*WORK TO BE COMPLETED*: The required result is one figure, the count of lines below with the string "ErrorBody" in them.

[[ DATA SUPPLIED open ]]

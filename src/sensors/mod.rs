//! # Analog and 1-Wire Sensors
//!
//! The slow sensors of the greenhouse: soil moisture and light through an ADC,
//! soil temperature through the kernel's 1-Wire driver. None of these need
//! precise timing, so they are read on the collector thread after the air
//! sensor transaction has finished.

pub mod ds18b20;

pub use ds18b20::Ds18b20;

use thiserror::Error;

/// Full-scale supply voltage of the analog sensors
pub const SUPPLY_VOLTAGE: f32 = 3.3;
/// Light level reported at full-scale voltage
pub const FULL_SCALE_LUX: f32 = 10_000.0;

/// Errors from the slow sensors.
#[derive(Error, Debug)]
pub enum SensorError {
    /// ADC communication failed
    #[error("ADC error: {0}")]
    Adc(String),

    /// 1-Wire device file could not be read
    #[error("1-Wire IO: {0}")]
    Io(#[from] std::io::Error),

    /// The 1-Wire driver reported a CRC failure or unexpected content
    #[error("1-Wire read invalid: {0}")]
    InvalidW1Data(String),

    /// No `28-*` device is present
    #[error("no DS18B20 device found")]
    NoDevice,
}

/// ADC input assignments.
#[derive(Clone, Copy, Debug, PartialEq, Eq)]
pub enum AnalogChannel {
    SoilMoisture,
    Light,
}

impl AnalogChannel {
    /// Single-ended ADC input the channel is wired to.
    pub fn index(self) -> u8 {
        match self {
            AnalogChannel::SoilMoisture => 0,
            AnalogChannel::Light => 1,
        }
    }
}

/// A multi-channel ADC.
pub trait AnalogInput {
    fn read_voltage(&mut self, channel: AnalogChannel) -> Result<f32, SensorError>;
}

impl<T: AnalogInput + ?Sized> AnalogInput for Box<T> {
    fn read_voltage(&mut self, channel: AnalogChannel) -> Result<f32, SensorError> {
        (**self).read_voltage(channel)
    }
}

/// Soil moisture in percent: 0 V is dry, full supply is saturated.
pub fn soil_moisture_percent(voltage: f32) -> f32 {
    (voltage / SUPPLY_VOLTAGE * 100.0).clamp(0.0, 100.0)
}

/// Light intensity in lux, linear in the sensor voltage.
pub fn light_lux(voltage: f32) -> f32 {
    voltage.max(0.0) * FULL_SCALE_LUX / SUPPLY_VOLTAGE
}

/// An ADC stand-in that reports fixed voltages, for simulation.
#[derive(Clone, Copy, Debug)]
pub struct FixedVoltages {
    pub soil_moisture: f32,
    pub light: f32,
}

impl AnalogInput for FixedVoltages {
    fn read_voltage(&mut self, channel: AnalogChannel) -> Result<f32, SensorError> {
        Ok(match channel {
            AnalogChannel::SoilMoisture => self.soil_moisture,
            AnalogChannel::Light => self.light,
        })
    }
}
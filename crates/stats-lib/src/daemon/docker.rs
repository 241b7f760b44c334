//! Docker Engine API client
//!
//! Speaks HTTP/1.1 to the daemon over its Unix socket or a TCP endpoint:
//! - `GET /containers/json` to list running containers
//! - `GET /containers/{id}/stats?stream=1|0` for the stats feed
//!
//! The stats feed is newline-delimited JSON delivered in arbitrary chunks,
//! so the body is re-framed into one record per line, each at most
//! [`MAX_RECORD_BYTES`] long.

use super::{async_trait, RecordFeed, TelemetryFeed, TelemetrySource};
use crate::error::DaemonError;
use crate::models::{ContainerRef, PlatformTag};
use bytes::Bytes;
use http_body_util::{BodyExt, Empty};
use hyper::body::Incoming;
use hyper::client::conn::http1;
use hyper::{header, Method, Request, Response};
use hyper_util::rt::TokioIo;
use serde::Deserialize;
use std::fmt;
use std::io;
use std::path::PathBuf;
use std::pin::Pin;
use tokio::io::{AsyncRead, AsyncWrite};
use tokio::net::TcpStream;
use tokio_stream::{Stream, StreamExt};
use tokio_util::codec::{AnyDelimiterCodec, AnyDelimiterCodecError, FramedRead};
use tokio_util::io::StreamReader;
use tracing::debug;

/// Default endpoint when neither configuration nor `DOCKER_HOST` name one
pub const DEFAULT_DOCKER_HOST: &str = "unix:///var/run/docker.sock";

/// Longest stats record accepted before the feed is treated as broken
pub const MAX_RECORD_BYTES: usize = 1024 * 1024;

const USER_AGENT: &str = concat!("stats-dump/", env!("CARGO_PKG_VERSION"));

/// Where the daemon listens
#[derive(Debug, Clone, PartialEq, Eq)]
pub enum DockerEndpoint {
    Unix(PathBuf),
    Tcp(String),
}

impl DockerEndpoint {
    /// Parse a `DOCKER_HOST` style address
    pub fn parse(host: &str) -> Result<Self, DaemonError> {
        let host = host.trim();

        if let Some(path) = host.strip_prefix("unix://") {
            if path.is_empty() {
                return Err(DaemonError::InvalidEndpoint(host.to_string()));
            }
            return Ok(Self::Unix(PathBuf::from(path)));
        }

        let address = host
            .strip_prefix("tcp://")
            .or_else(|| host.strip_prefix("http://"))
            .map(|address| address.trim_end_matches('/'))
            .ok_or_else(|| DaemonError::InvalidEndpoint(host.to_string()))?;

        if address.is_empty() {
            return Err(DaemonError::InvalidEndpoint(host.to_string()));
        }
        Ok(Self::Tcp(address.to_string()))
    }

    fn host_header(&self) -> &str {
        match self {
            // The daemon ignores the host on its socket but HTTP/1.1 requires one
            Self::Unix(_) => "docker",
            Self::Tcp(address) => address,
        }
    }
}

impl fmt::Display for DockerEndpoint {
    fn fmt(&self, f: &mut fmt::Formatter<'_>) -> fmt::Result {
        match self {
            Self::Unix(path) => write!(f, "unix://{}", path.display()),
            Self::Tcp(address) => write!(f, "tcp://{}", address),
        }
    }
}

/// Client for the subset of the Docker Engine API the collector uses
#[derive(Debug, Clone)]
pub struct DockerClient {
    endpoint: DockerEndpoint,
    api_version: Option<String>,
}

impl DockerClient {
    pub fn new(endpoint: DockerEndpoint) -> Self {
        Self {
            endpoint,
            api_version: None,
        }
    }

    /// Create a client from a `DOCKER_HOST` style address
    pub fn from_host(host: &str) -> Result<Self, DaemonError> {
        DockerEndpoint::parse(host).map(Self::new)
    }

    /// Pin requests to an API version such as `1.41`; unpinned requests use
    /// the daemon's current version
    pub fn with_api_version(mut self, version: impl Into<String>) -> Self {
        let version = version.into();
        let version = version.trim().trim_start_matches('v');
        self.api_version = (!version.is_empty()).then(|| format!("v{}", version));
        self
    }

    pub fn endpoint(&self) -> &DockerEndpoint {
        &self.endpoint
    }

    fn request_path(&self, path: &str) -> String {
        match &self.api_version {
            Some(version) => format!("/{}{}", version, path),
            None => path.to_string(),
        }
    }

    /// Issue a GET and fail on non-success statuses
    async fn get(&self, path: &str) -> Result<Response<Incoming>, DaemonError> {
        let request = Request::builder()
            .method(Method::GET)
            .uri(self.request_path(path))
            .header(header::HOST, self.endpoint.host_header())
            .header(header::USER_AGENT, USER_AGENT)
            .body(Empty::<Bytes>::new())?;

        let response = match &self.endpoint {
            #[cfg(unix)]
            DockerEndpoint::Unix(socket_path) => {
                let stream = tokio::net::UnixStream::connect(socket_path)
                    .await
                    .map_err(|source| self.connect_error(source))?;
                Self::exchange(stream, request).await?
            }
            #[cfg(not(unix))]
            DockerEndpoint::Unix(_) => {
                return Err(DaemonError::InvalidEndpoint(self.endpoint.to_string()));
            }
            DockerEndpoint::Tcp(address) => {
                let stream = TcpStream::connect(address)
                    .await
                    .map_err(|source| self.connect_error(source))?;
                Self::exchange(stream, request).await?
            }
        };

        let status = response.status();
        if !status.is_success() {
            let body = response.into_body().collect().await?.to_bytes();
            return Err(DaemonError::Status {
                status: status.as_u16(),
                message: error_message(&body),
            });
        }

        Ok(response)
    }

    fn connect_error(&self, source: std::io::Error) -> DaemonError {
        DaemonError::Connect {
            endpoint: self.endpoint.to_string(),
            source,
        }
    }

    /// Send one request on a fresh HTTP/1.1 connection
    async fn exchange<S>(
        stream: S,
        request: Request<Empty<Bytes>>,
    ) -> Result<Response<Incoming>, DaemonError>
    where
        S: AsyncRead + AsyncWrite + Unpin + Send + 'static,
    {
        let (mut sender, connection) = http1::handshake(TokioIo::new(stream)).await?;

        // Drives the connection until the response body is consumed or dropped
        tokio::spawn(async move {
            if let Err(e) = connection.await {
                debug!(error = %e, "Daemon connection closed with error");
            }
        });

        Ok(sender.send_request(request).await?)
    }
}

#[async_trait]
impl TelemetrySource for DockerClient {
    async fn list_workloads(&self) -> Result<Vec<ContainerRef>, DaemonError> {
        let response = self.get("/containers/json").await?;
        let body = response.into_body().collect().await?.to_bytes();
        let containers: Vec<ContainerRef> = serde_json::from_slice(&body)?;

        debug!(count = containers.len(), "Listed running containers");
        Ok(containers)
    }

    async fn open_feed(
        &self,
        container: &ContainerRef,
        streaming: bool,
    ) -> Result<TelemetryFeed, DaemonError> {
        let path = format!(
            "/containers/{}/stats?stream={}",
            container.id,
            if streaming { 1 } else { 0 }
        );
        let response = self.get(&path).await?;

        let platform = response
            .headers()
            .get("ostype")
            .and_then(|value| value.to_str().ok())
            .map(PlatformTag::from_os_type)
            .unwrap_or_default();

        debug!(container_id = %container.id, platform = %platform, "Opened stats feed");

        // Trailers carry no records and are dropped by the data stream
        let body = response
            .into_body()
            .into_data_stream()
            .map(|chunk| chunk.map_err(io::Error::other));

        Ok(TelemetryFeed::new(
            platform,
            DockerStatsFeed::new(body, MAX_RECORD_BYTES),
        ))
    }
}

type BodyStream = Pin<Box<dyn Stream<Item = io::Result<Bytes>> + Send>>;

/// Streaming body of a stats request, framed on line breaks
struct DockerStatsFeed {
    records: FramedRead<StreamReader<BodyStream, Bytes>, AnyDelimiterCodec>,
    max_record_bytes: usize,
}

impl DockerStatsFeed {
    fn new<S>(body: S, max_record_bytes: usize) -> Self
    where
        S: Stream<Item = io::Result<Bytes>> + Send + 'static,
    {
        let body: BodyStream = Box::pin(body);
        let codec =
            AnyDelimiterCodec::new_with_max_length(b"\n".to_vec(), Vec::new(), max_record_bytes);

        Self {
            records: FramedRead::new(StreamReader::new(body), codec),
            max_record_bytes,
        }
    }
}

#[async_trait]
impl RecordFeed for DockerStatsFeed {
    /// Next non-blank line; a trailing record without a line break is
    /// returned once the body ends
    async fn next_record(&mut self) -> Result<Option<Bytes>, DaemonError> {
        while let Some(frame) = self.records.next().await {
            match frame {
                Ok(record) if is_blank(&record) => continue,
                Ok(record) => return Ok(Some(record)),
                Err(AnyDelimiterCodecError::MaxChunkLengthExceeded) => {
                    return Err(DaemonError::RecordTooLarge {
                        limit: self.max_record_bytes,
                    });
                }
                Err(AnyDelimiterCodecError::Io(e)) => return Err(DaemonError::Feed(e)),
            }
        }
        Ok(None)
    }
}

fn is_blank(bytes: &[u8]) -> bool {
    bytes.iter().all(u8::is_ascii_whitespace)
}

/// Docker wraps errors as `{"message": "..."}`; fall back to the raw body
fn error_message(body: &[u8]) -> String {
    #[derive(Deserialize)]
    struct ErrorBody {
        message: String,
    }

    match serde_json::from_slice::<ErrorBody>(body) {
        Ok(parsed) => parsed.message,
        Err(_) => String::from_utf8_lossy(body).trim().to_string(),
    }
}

[[ DATA SUPPLIED closed ]]

*SOLUTION TO THIS PROBLEM*: 2